The purpose of the Permanent Forum is to allow indigenous people to provide expert advice to global leaders through the U.N.’s Economic and Social Council, or ECOSOC, and to inform U.N. agencies working on a variety of international issues, from human rights to the environment. As an ECOSOC-accredited nongovernmental organization, the Episcopal Church has a powerful perspective to present in those discussions, Hauff said.

“I hope it’s an indicator to people that we as a church, those of us who are indigenous and who are not, we want to own up to what has happened historically, and we do want to be instruments of justice and restitution, equity and reconciliation,” Hauff told Episcopal News Service on April 18, the third day of the conference. “We really see that as the church’s role, and we want to be a part of it.”

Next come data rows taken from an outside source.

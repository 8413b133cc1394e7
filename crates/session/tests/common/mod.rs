//! Fixture shared by the integration suites.
#![allow(dead_code, clippy::expect_used)]

use std::sync::{
    Arc,
    atomic::{AtomicBool, Ordering},
};

use async_trait::async_trait;
use chrono::{DateTime, Utc};
use parking_lot::Mutex;
use tokenward_session::{MemoryUserDirectory, SessionConfig, SessionOrchestrator, UserAccount};
use tokenward_storage::{
    ActiveSession, InvalidationReason, InvalidationRecord, MemorySessionStore, SessionId,
    SessionRecord, SessionStore, StorageResult, UserId,
    session::audit::{AuditEvent, AuditLogger},
    testutil::ManualClock,
};

pub const PASSWORD: &str = "correct horse battery staple";

pub struct Fixture {
    pub clock: Arc<ManualClock>,
    pub store: MemorySessionStore,
    pub directory: MemoryUserDirectory,
    pub orchestrator: Arc<SessionOrchestrator>,
}

impl Fixture {
    pub async fn new() -> Self {
        Self::with_config(SessionConfig::default()).await
    }

    pub async fn with_config(config: SessionConfig) -> Self {
        init_tracing();
        let clock = Arc::new(ManualClock::default());
        let store = MemorySessionStore::new();
        let directory = MemoryUserDirectory::new();
        let orchestrator = SessionOrchestrator::builder()
            .config(config)
            .store(Arc::new(store.clone()))
            .directory(Arc::new(directory.clone()))
            .clock(clock.clone())
            .build()
            .expect("valid configuration");
        orchestrator.rotate_keys().await.expect("initial rotation");
        Self { clock, store, directory, orchestrator: Arc::new(orchestrator) }
    }

    pub fn add_user(&self, identity: &str, user_id: &str) -> UserId {
        let hash = bcrypt::hash(PASSWORD, 4).expect("bcrypt hash");
        self.directory
            .insert(identity, UserAccount::builder().id(user_id).password_hash(hash).build());
        UserId::from(user_id)
    }

    pub async fn reasons_for(&self, session_id: &SessionId) -> Vec<InvalidationReason> {
        self.store
            .invalidations_for_session(session_id)
            .await
            .expect("invalidations")
            .into_iter()
            .map(|entry| entry.reason)
            .collect()
    }
}

/// Routes orchestrator logs to the test writer. `RUST_LOG` controls the level.
pub fn init_tracing() {
    let _ = tracing_subscriber::fmt()
        .with_env_filter(tracing_subscriber::EnvFilter::from_default_env())
        .with_test_writer()
        .try_init();
}

/// Audit logger that keeps every event in memory.
#[derive(Default)]
pub struct RecordingLogger {
    pub events: Mutex<Vec<AuditEvent>>,
}

#[async_trait]
impl AuditLogger for RecordingLogger {
    async fn log(&self, event: &AuditEvent) {
        self.events.lock().push(event.clone());
    }
}

/// Store wrapper whose `get_session` hangs while `stalled` is set.
pub struct StallingStore {
    pub inner: MemorySessionStore,
    pub stalled: AtomicBool,
}

impl StallingStore {
    pub fn new(inner: MemorySessionStore) -> Self {
        Self { inner, stalled: AtomicBool::new(false) }
    }

    pub fn stall(&self) {
        self.stalled.store(true, Ordering::SeqCst);
    }
}

#[async_trait]
impl SessionStore for StallingStore {
    async fn insert_sessions(&self, records: &[SessionRecord]) -> StorageResult<()> {
        self.inner.insert_sessions(records).await
    }

    async fn get_session(&self, session_id: &SessionId) -> StorageResult<Option<SessionRecord>> {
        if self.stalled.load(Ordering::SeqCst) {
            std::future::pending::<()>().await;
        }
        self.inner.get_session(session_id).await
    }

    async fn sessions_for_user(&self, user_id: &UserId) -> StorageResult<Vec<SessionRecord>> {
        self.inner.sessions_for_user(user_id).await
    }

    async fn retire_if_active(
        &self,
        session_id: &SessionId,
        reason: InvalidationReason,
        at: DateTime<Utc>,
    ) -> StorageResult<SessionRecord> {
        self.inner.retire_if_active(session_id, reason, at).await
    }

    async fn active_sessions_created_before(
        &self,
        cutoff: DateTime<Utc>,
    ) -> StorageResult<Vec<SessionRecord>> {
        self.inner.active_sessions_created_before(cutoff).await
    }

    async fn active_sessions_expired_by(
        &self,
        now: DateTime<Utc>,
    ) -> StorageResult<Vec<SessionRecord>> {
        self.inner.active_sessions_expired_by(now).await
    }

    async fn put_active_pointer(&self, pointer: &ActiveSession) -> StorageResult<()> {
        self.inner.put_active_pointer(pointer).await
    }

    async fn get_active_pointer(&self, user_id: &UserId) -> StorageResult<Option<ActiveSession>> {
        self.inner.get_active_pointer(user_id).await
    }

    async fn delete_active_pointer(&self, user_id: &UserId) -> StorageResult<bool> {
        self.inner.delete_active_pointer(user_id).await
    }

    async fn invalidations_for_session(
        &self,
        session_id: &SessionId,
    ) -> StorageResult<Vec<InvalidationRecord>> {
        self.inner.invalidations_for_session(session_id).await
    }

    async fn invalidations_for_user(
        &self,
        user_id: &UserId,
    ) -> StorageResult<Vec<InvalidationRecord>> {
        self.inner.invalidations_for_user(user_id).await
    }
}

The church history that Hauff referred to is one of close ties to early American colonialism and the oppression of Native people in North America through much of the last 500 years. Episcopal missionaries ministered to American Indian tribes, but conversion to Christianity typically required leaving Native spirituality behind.

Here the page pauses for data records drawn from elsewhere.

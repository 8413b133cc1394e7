//! Token header validation.
//!
//! Security checks run on the unverified header before any key lookup:
//! - Only EdDSA is accepted, to rule out algorithm substitution
//! - Symmetric algorithms and "none" are always rejected
//! - `kid` values are bounded and restricted to a safe character set

use crate::error::AuthError;

/// Forbidden JWT algorithms that are never accepted.
///
/// - `none`: No signature verification
/// - `HS256`, `HS384`, `HS512`: Symmetric algorithms (shared secret)
pub const FORBIDDEN_ALGORITHMS: &[&str] = &["none", "HS256", "HS384", "HS512"];

/// Accepted JWT algorithms. Keys minted by the key authority are Ed25519.
pub const ACCEPTED_ALGORITHMS: &[&str] = &["EdDSA"];

/// Maximum accepted length of a `kid` header, in bytes.
pub const MAX_KID_LENGTH: usize = 256;

/// Validate a JWT algorithm name against the accepted set.
///
/// # Errors
///
/// Returns [`AuthError::UnsupportedAlgorithm`] if the algorithm is forbidden
/// or not in [`ACCEPTED_ALGORITHMS`].
///
/// # Examples
///
/// ```
/// use tokenward_authn::validation::validate_algorithm;
///
/// assert!(validate_algorithm("EdDSA").is_ok());
/// assert!(validate_algorithm("RS256").is_err());
/// assert!(validate_algorithm("HS256").is_err());
/// ```
pub fn validate_algorithm(alg: &str) -> Result<(), AuthError> {
    if FORBIDDEN_ALGORITHMS.contains(&alg) {
        return Err(AuthError::unsupported_algorithm(format!(
            "Algorithm '{alg}' is not allowed for security reasons"
        )));
    }

    if !ACCEPTED_ALGORITHMS.contains(&alg) {
        return Err(AuthError::unsupported_algorithm(format!(
            "Algorithm '{alg}' is not in accepted list (only EdDSA is supported)"
        )));
    }

    Ok(())
}

/// Validate the format of a `kid` header value.
///
/// Accepts non-empty values up to [`MAX_KID_LENGTH`] bytes made of ASCII
/// alphanumerics, `-`, `_` and `.`.
///
/// # Errors
///
/// Returns [`AuthError::TokenMalformed`] if the value is empty, too long, or
/// contains other characters.
///
/// # Examples
///
/// ```
/// use tokenward_authn::validation::validate_kid;
///
/// assert!(validate_kid("0190f0c2-7e4b-7c1d-9a55-2f1e0b7c9d10").is_ok());
/// assert!(validate_kid("../../etc/passwd").is_err());
/// ```
pub fn validate_kid(kid: &str) -> Result<(), AuthError> {
    if kid.is_empty() {
        return Err(AuthError::token_malformed("kid header is empty"));
    }
    if kid.len() > MAX_KID_LENGTH {
        return Err(AuthError::token_malformed(format!(
            "kid header exceeds {MAX_KID_LENGTH} bytes"
        )));
    }
    if !kid.bytes().all(|b| b.is_ascii_alphanumeric() || matches!(b, b'-' | b'_' | b'.')) {
        return Err(AuthError::token_malformed("kid header contains invalid characters"));
    }
    if kid.contains("..") {
        return Err(AuthError::token_malformed("kid header contains a path traversal sequence"));
    }
    Ok(())
}

#[cfg(test)]
#[allow(clippy::unwrap_used, clippy::expect_used, clippy::panic)]
mod tests {
    use super::*;

    #[test]
    fn test_validate_algorithm_eddsa_accepted() {
        assert!(validate_algorithm("EdDSA").is_ok());
    }

    #[test]
    fn test_validate_algorithm_rs256_rejected() {
        let result = validate_algorithm("RS256");
        assert!(
            matches!(result, Err(AuthError::UnsupportedAlgorithm(ref msg)) if msg.contains("not in accepted list"))
        );
    }

    #[test]
    fn test_forbidden_algorithms_each_rejected_with_security_message() {
        for alg in FORBIDDEN_ALGORITHMS {
            let result = validate_algorithm(alg);
            assert!(
                matches!(result, Err(AuthError::UnsupportedAlgorithm(ref msg)) if msg.contains("not allowed for security reasons")),
                "Expected security rejection for forbidden algorithm '{alg}'"
            );
        }
    }

    #[test]
    fn test_validate_kid_accepts_generated_ids() {
        let kid = tokenward_storage::KeyId::generate();
        assert!(validate_kid(kid.as_str()).is_ok());
        assert!(validate_kid("key_2026.01").is_ok());
    }

    #[test]
    fn test_validate_kid_rejects_bad_values() {
        assert!(validate_kid("").is_err());
        assert!(validate_kid(&"k".repeat(MAX_KID_LENGTH + 1)).is_err());
        assert!(validate_kid("key\0null").is_err());
        assert!(validate_kid("key/with/slash").is_err());
        assert!(validate_kid("..").is_err());
        assert!(validate_kid("a..b").is_err());
    }

    #[test]
    fn test_validate_kid_length_boundary() {
        assert!(validate_kid(&"k".repeat(MAX_KID_LENGTH)).is_ok());
    }
}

The Episcopal Church has made a deliberate effort in recent decades to atone for its role in past injustices and to welcome Native Episcopalians into fuller participation in the church. General Convention resolutions starting at least as far back as the 1970s sought to support Native American land claims and human rights. A 1997 resolution specifically called on the church to “take such steps as necessary to fully recognize and welcome Native Peoples into congregational life.”

And in 2009, General Convention repudiated the Doctrine of Discovery, rooted in a 1493 document that purported to give Christian explorers the right to claim lands they “discovered” and convert the people they encountered. The General Convention resolution described the doctrine as “fundamentally opposed to the Gospel of Jesus Christ” and pledged to support the United Nations Declaration on the Rights of Indigenous Peoples.

The Permanent Forum on Indigenous Issues was formed by U.N. resolution in 2000 to focus on indigenous issues related to economic and social development, culture, the environment, education, health and human rights. Its first meeting was held in 2002.

This year, the 17th meeting of the Permanent Forum is being held April 16-27 at U.N. headquarters in New York. The theme is “Indigenous people’s collective rights to lands, territories and resources.”

Indigenous people risk falling short of the U.N.’s Sustainable Development Goals “as long as our rights over our lands, territories and resources are not recognized,” Chairwoman Mariam Wallet Aboubakrine of Mali said in her opening remarks April 16. “In the same way, the world risks losing the fight against climate change and the destruction of the environment.”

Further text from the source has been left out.